It’s documented. We’ve done better in almost everything, including our high-impact publications, including our grants, and including team science. At every level, the comprehensive has provided me with an opportunity to bring really good people together in a way that I would not have been able to do without chasing the comprehensive status.

Actually, I should ask another Joe Simone question, which is, “if you’ve seen one cancer center, you’ve seen one cancer center.” So, what is VCU Massey? And, by the way, I should probably just add one more bit to that question. I believe VCU Massey is one of the few NCI-designated cancer centers that takes Medicaid patients.

RW: Absolutely. We are one of the few safety net hospitals, still, that actually has a [Clinical & Translational Science Award], has an NIH-sponsored MD/PhD program, and now a Comprehensive Cancer Center. And we take whoever comes to our door.
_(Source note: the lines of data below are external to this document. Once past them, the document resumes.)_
// Copyright (c) 2025 Felix Kahle.
//
// Permission is hereby granted, free of charge, to any person obtaining
// a copy of this software and associated documentation files (the
// "Software"), to deal in the Software without restriction, including
// without limitation the rights to use, copy, modify, merge, publish,
// distribute, sublicense, and/or sell copies of the Software, and to
// permit persons to whom the Software is furnished to do so, subject to
// the following conditions:
//
// The above copyright notice and this permission notice shall be
// included in all copies or substantial portions of the Software.
//
// THE SOFTWARE IS PROVIDED "AS IS", WITHOUT WARRANTY OF ANY KIND,
// EXPRESS OR IMPLIED, INCLUDING BUT NOT LIMITED TO THE WARRANTIES OF
// MERCHANTABILITY, FITNESS FOR A PARTICULAR PURPOSE AND
// NONINFRINGEMENT. IN NO EVENT SHALL THE AUTHORS OR COPYRIGHT HOLDERS BE
// LIABLE FOR ANY CLAIM, DAMAGES OR OTHER LIABILITY, WHETHER IN AN ACTION
// OF CONTRACT, TORT OR OTHERWISE, ARISING FROM, OUT OF OR IN CONNECTION
// WITH THE SOFTWARE OR THE USE OR OTHER DEALINGS IN THE SOFTWARE.

//! # Poll Export Ingestion
//!
//! Reads the JSON export of a when-are-you-free poll:
//!
//! ```json
//! { "data": { "event": {
//!     "pollStartTime": "09:00:00.000Z",
//!     "pollEndTime": "17:00:00.000Z",
//!     "pollDates": ["2024-03-11", "2024-03-13"],
//!     "pollResponses": [
//!       { "user": { "name": "Ada" },
//!         "availabilities": [
//!           { "start": "2024-03-11T09:00:00.000Z", "end": "2024-03-11T11:00:00.000Z" } ] } ]
//! } } }
//! ```
//!
//! All timestamps are UTC. The engine sees them as minutes since the Unix epoch.

use crate::{availability::EventWindow, availability::RawResponse, calendar::DateAlignment};
use chrono::{DateTime, NaiveDate, NaiveDateTime, NaiveTime};
use cohort_alloc_core::time::{TimeInterval, TimePoint};
use serde::Deserialize;
use std::fmt::Display;
use tracing::debug;

const TIMESTAMP_FORMAT: &str = "%Y-%m-%dT%H:%M:%S%.fZ";
const TIME_FORMAT: &str = "%H:%M:%S%.fZ";
const DATE_FORMAT: &str = "%Y-%m-%d";

#[derive(Debug, Deserialize)]
struct ExportRoot {
    data: ExportData,
}

#[derive(Debug, Deserialize)]
struct ExportData {
    event: ExportEvent,
}

#[derive(Debug, Deserialize)]
#[serde(rename_all = "camelCase")]
struct ExportEvent {
    poll_start_time: String,
    poll_end_time: String,
    poll_dates: Vec<String>,
    poll_responses: Vec<ExportResponse>,
}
I love that about VCU Massey, that we can deliver high-impact science, but that we definitely are accessible to all people within our area. If you can get to us, we’ll see you. And that’s what I really love, that we don’t turn anybody away.

I think that leads into your question about when you see one cancer center, you’ve seen one cancer center. Dr. Simone is right. This cancer center is different, because we extended the concept of a bench-to-bedside model to a community.

We really leaned into this whole concept of a people-to-pipette approach, meaning that we believe that by getting more information from our communities through our community outreach and engagement efforts and other things, that information, interestingly enough, was able to help refine our scientific questions, even at the basic science level.

In fact, we just had a retreat in which our cancer biology program has been meeting with our cancer prevention control and our community outreach engagement folks to get more information about our catchment area, to get more information about the communities we serve, that ultimately will lead to some of our basic scientists actually refining their scientific questions.

I  think that’s a win. We’ve been unapologetic about the health disparities angle. We’ve been unapologetic about making sure that Massey actually serves our at-risk rural communities.

But the one best thing that I really love is that this is all supported at the highest level. Without the support of the president, Michael Rao, without the support of our senior leaders, without the support of our community, we would not have been able to do this.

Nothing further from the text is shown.